- TASK OBJECTIVE
Output the whole listing with nothing altered.

- RECORDS SHOWN
_ _ _ _
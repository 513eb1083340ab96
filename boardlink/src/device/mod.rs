//! Serial port discovery and classification.
//!
//! Ports are classified by USB VID/PID so that probing can try the most
//! likely boards first: boards with native MicroPython USB, then common
//! USB-UART bridges, then everything else.

#[cfg(feature = "native")]
use log::{debug, trace};

/// Known USB device kinds seen on MicroPython boards.
#[derive(Debug, Clone, Copy, PartialEq, Eq)]
#[cfg_attr(feature = "serde", derive(serde::Serialize))]
pub enum DeviceKind {
    /// MicroPython's own VID (pyboard and generic ports).
    MicroPython,
    /// Raspberry Pi RP2040/RP2350 boards.
    RaspberryPi,
    /// Espressif native USB (ESP32-S2/S3/C3).
    Espressif,
    /// LEGO hubs (SPIKE Prime, Mindstorms Robot Inventor).
    Lego,
    /// Adafruit boards.
    Adafruit,
    /// CH340/CH341 USB-to-Serial converter.
    Ch340,
    /// Silicon Labs CP210x USB-to-Serial converter.
    Cp210x,
    /// FTDI USB-to-Serial converter.
    Ftdi,
    /// Prolific PL2303 USB-to-Serial converter.
    Prolific,
    /// Unknown device.
    Unknown,
}

/// Known USB VID/PID pairs. An empty PID list matches any PID.
const KNOWN_USB_DEVICES: &[(u16, &[u16], DeviceKind)] = &[
    (0xF055, &[], DeviceKind::MicroPython),
    (0x2E8A, &[0x0005, 0x000A, 0x000C], DeviceKind::RaspberryPi),
    (0x303A, &[], DeviceKind::Espressif),
    (0x0694, &[0x0009, 0x0010, 0x0011], DeviceKind::Lego),
    (0x239A, &[], DeviceKind::Adafruit),
    (
        0x1A86,
        &[0x7523, 0x7522, 0x5523, 0x55D4],
        DeviceKind::Ch340,
    ),
    (0x10C4, &[0xEA60, 0xEA70, 0xEA71], DeviceKind::Cp210x),
    (
        0x0403,
        &[0x6001, 0x6010, 0x6011, 0x6014, 0x6015],
        DeviceKind::Ftdi,
    ),
    (0x067B, &[0x2303, 0x23A3], DeviceKind::Prolific),
];

impl DeviceKind {
    /// Classify a VID/PID combination.
    #[must_use]
    pub fn from_vid_pid(vid: u16, pid: u16) -> Self {
        for (known_vid, pids, device) in KNOWN_USB_DEVICES {
            if vid == *known_vid && (pids.is_empty() || pids.contains(&pid)) {
                return *device;
            }
        }
        Self::Unknown
    }

    /// Get a human-readable name for the device kind.
    pub fn name(&self) -> &'static str {
        match self {
            Self::MicroPython => "MicroPython",
            Self::RaspberryPi => "Raspberry Pi",
            Self::Espressif => "Espressif",
            Self::Lego => "LEGO Hub",
            Self::Adafruit => "Adafruit",
            Self::Ch340 => "CH340/CH341",
            Self::Cp210x => "CP210x",
            Self::Ftdi => "FTDI",
            Self::Prolific => "PL2303",
            Self::Unknown => "Unknown",
        }
    }

    /// Check if this is a known/expected device kind.
    pub fn is_known(&self) -> bool {
        !matches!(self, Self::Unknown)
    }

    /// Whether the board itself enumerates over USB (no bridge chip).
    pub fn is_native_usb(&self) -> bool {
        matches!(
            self,
            Self::MicroPython | Self::RaspberryPi | Self::Espressif | Self::Lego | Self::Adafruit
        )
    }

    /// Probe order rank, lower first.
    pub fn probe_rank(&self) -> u8 {
        if self.is_native_usb() {
            0
        } else if self.is_known() {
            1
        } else {
            2
        }
    }
}

/// Discovered serial port information.
#[derive(Debug, Clone)]
#[cfg_attr(feature = "serde", derive(serde::Serialize))]
pub struct DetectedPort {
    /// Port name/path (e.g., "/dev/ttyACM0" or "COM3").
    pub name: String,
    /// Classified device kind.
    pub device: DeviceKind,
    /// USB Vendor ID (if available).
    pub vid: Option<u16>,
    /// USB Product ID (if available).
    pub pid: Option<u16>,
    /// Device manufacturer string (if available).
    pub manufacturer: Option<String>,
    /// Device product string (if available).
    pub product: Option<String>,
    /// Serial number (if available).
    pub serial: Option<String>,
}

impl DetectedPort {
    /// A port without any USB metadata.
    pub fn bare(name: impl Into<String>) -> Self {
        Self {
            name: name.into(),
            device: DeviceKind::Unknown,
            vid: None,
            pid: None,
            manufacturer: None,
            product: None,
            serial: None,
        }
    }
}

/// Detect all available serial ports with metadata.
#[cfg(feature = "native")]
pub fn detect_ports() -> Vec<DetectedPort> {
    let mut result = Vec::new();

    match serialport::available_ports() {
        Ok(ports) => {
            for port_info in ports {
                let mut detected = DetectedPort::bare(port_info.port_name.clone());

                if let serialport::SerialPortType::UsbPort(usb_info) = port_info.port_type {
                    detected.vid = Some(usb_info.vid);
                    detected.pid = Some(usb_info.pid);
                    detected.manufacturer = usb_info.manufacturer;
                    detected.product = usb_info.product;
                    detected.serial = usb_info.serial_number;
                    detected.device = DeviceKind::from_vid_pid(usb_info.vid, usb_info.pid);

                    trace!(
                        "Found USB port: {} (VID: {:04X}, PID: {:04X}, Device: {:?})",
                        port_info.port_name, usb_info.vid, usb_info.pid, detected.device
                    );
                }

                result.push(detected);
            }
        },
        Err(e) => {
            debug!("Failed to enumerate serial ports: {e}");
        },
    }

    result
}

/// Detect all available ports (no native serial support compiled in).
#[cfg(not(feature = "native"))]
pub fn detect_ports() -> Vec<DetectedPort> {
    Vec::new()
}

/// Format a list of detected ports for display.
pub fn format_port_list(ports: &[DetectedPort]) -> Vec<String> {
    ports
        .iter()
        .map(|port| {
            let device_info = if port.device.is_known() {
                format!(" [{}]", port.device.name())
            } else if let (Some(vid), Some(pid)) = (port.vid, port.pid) {
                format!(" [VID:{vid:04X} PID:{pid:04X}]")
            } else {
                String::new()
            };

            let product_info = port
                .product
                .as_ref()
                .map(|p| format!(" - {p}"))
                .unwrap_or_default();

            format!("{}{}{}", port.name, device_info, product_info)
        })
        .collect()
}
_ _ _ _
- RESULT
repository 513eb1083340ab96
filename boardlink/src/device/mod.rs
//! Serial port discovery and classification.
//!
//! Ports are classified by USB VID/PID so that probing can try the most
//! likely boards first: boards with native MicroPython USB, then common
//! USB-UART bridges, then everything else.

#[cfg(feature = "native")]
use log::{debug, trace};

/// Known USB device kinds seen on MicroPython boards.
#[derive(Debug, Clone, Copy, PartialEq, Eq)]
#[cfg_attr(feature = "serde", derive(serde::Serialize))]
pub enum DeviceKind {
    /// MicroPython's own VID (pyboard and generic ports).
    MicroPython,
    /// Raspberry Pi RP2040/RP2350 boards.
    RaspberryPi,
    /// Espressif native USB (ESP32-S2/S3/C3).
    Espressif,
    /// LEGO hubs (SPIKE Prime, Mindstorms Robot Inventor).
    Lego,
    /// Adafruit boards.
    Adafruit,
    /// CH340/CH341 USB-to-Serial converter.
    Ch340,
    /// Silicon Labs CP210x USB-to-Serial converter.
    Cp210x,
    /// FTDI USB-to-Serial converter.
    Ftdi,
    /// Prolific PL2303 USB-to-Serial converter.
    Prolific,
    /// Unknown device.
    Unknown,
}

/// Known USB VID/PID pairs. An empty PID list matches any PID.
const KNOWN_USB_DEVICES: &[(u16, &[u16], DeviceKind)] = &[
    (0xF055, &[], DeviceKind::MicroPython),
    (0x2E8A, &[0x0005, 0x000A, 0x000C], DeviceKind::RaspberryPi),
    (0x303A, &[], DeviceKind::Espressif),
    (0x0694, &[0x0009, 0x0010, 0x0011], DeviceKind::Lego),
    (0x239A, &[], DeviceKind::Adafruit),
    (
        0x1A86,
        &[0x7523, 0x7522, 0x5523, 0x55D4],
        DeviceKind::Ch340,
    ),
    (0x10C4, &[0xEA60, 0xEA70, 0xEA71], DeviceKind::Cp210x),
    (
        0x0403,
        &[0x6001, 0x6010, 0x6011, 0x6014, 0x6015],
        DeviceKind::Ftdi,
    ),
    (0x067B, &[0x2303, 0x23A3], DeviceKind::Prolific),
];

impl DeviceKind {
    /// Classify a VID/PID combination.
    #[must_use]
    pub fn from_vid_pid(vid: u16, pid: u16) -> Self {
        for (known_vid, pids, device) in KNOWN_USB_DEVICES {
            if vid == *known_vid && (pids.is_empty() || pids.contains(&pid)) {
                return *device;
            }
        }
        Self::Unknown
    }

    /// Get a human-readable name for the device kind.
    pub fn name(&self) -> &'static str {
        match self {
            Self::MicroPython => "MicroPython",
            Self::RaspberryPi => "Raspberry Pi",
            Self::Espressif => "Espressif",
            Self::Lego => "LEGO Hub",
            Self::Adafruit => "Adafruit",
            Self::Ch340 => "CH340/CH341",
            Self::Cp210x => "CP210x",
            Self::Ftdi => "FTDI",
            Self::Prolific => "PL2303",
            Self::Unknown => "Unknown",
        }
    }

    /// Check if this is a known/expected device kind.
    pub fn is_known(&self) -> bool {
        !matches!(self, Self::Unknown)
    }

    /// Whether the board itself enumerates over USB (no bridge chip).
    pub fn is_native_usb(&self) -> bool {
        matches!(
            self,
            Self::MicroPython | Self::RaspberryPi | Self::Espressif | Self::Lego | Self::Adafruit
        )
    }

    /// Probe order rank, lower first.
    pub fn probe_rank(&self) -> u8 {
        if self.is_native_usb() {
            0
        } else if self.is_known() {
            1
        } else {
            2
        }
    }
}

/// Discovered serial port information.
#[derive(Debug, Clone)]
#[cfg_attr(feature = "serde", derive(serde::Serialize))]
pub struct DetectedPort {
    /// Port name/path (e.g., "/dev/ttyACM0" or "COM3").
    pub name: String,
    /// Classified device kind.
    pub device: DeviceKind,
    /// USB Vendor ID (if available).
    pub vid: Option<u16>,
    /// USB Product ID (if available).
    pub pid: Option<u16>,
    /// Device manufacturer string (if available).
    pub manufacturer: Option<String>,
    /// Device product string (if available).
    pub product: Option<String>,
    /// Serial number (if available).
    pub serial: Option<String>,
}

impl DetectedPort {
    /// A port without any USB metadata.
    pub fn bare(name: impl Into<String>) -> Self {
        Self {
            name: name.into(),
            device: DeviceKind::Unknown,
            vid: None,
            pid: None,
            manufacturer: None,
            product: None,
            serial: None,
        }
    }
}

/// Detect all available serial ports with metadata.
#[cfg(feature = "native")]
pub fn detect_ports() -> Vec<DetectedPort> {
    let mut result = Vec::new();

    match serialport::available_ports() {
        Ok(ports) => {
            for port_info in ports {
                let mut detected = DetectedPort::bare(port_info.port_name.clone());

                if let serialport::SerialPortType::UsbPort(usb_info) = port_info.port_type {
                    detected.vid = Some(usb_info.vid);
                    detected.pid = Some(usb_info.pid);
                    detected.manufacturer = usb_info.manufacturer;
                    detected.product = usb_info.product;
                    detected.serial = usb_info.serial_number;
                    detected.device = DeviceKind::from_vid_pid(usb_info.vid, usb_info.pid);

                    trace!(
                        "Found USB port: {} (VID: {:04X}, PID: {:04X}, Device: {:?})",
                        port_info.port_name, usb_info.vid, usb_info.pid, detected.device
                    );
                }

                result.push(detected);
            }
        },
        Err(e) => {
            debug!("Failed to enumerate serial ports: {e}");
        },
    }

    result
}

/// Detect all available ports (no native serial support compiled in).
#[cfg(not(feature = "native"))]
pub fn detect_ports() -> Vec<DetectedPort> {
    Vec::new()
}

/// Format a list of detected ports for display.
pub fn format_port_list(ports: &[DetectedPort]) -> Vec<String> {
    ports
        .iter()
        .map(|port| {
            let device_info = if port.device.is_known() {
                format!(" [{}]", port.device.name())
            } else if let (Some(vid), Some(pid)) = (port.vid, port.pid) {
                format!(" [VID:{vid:04X} PID:{pid:04X}]")
            } else {
                String::new()
            };

            let product_info = port
                .product
                .as_ref()
                .map(|p| format!(" - {p}"))
                .unwrap_or_default();

            format!("{}{}{}", port.name, device_info, product_info)
        })
        .collect()
}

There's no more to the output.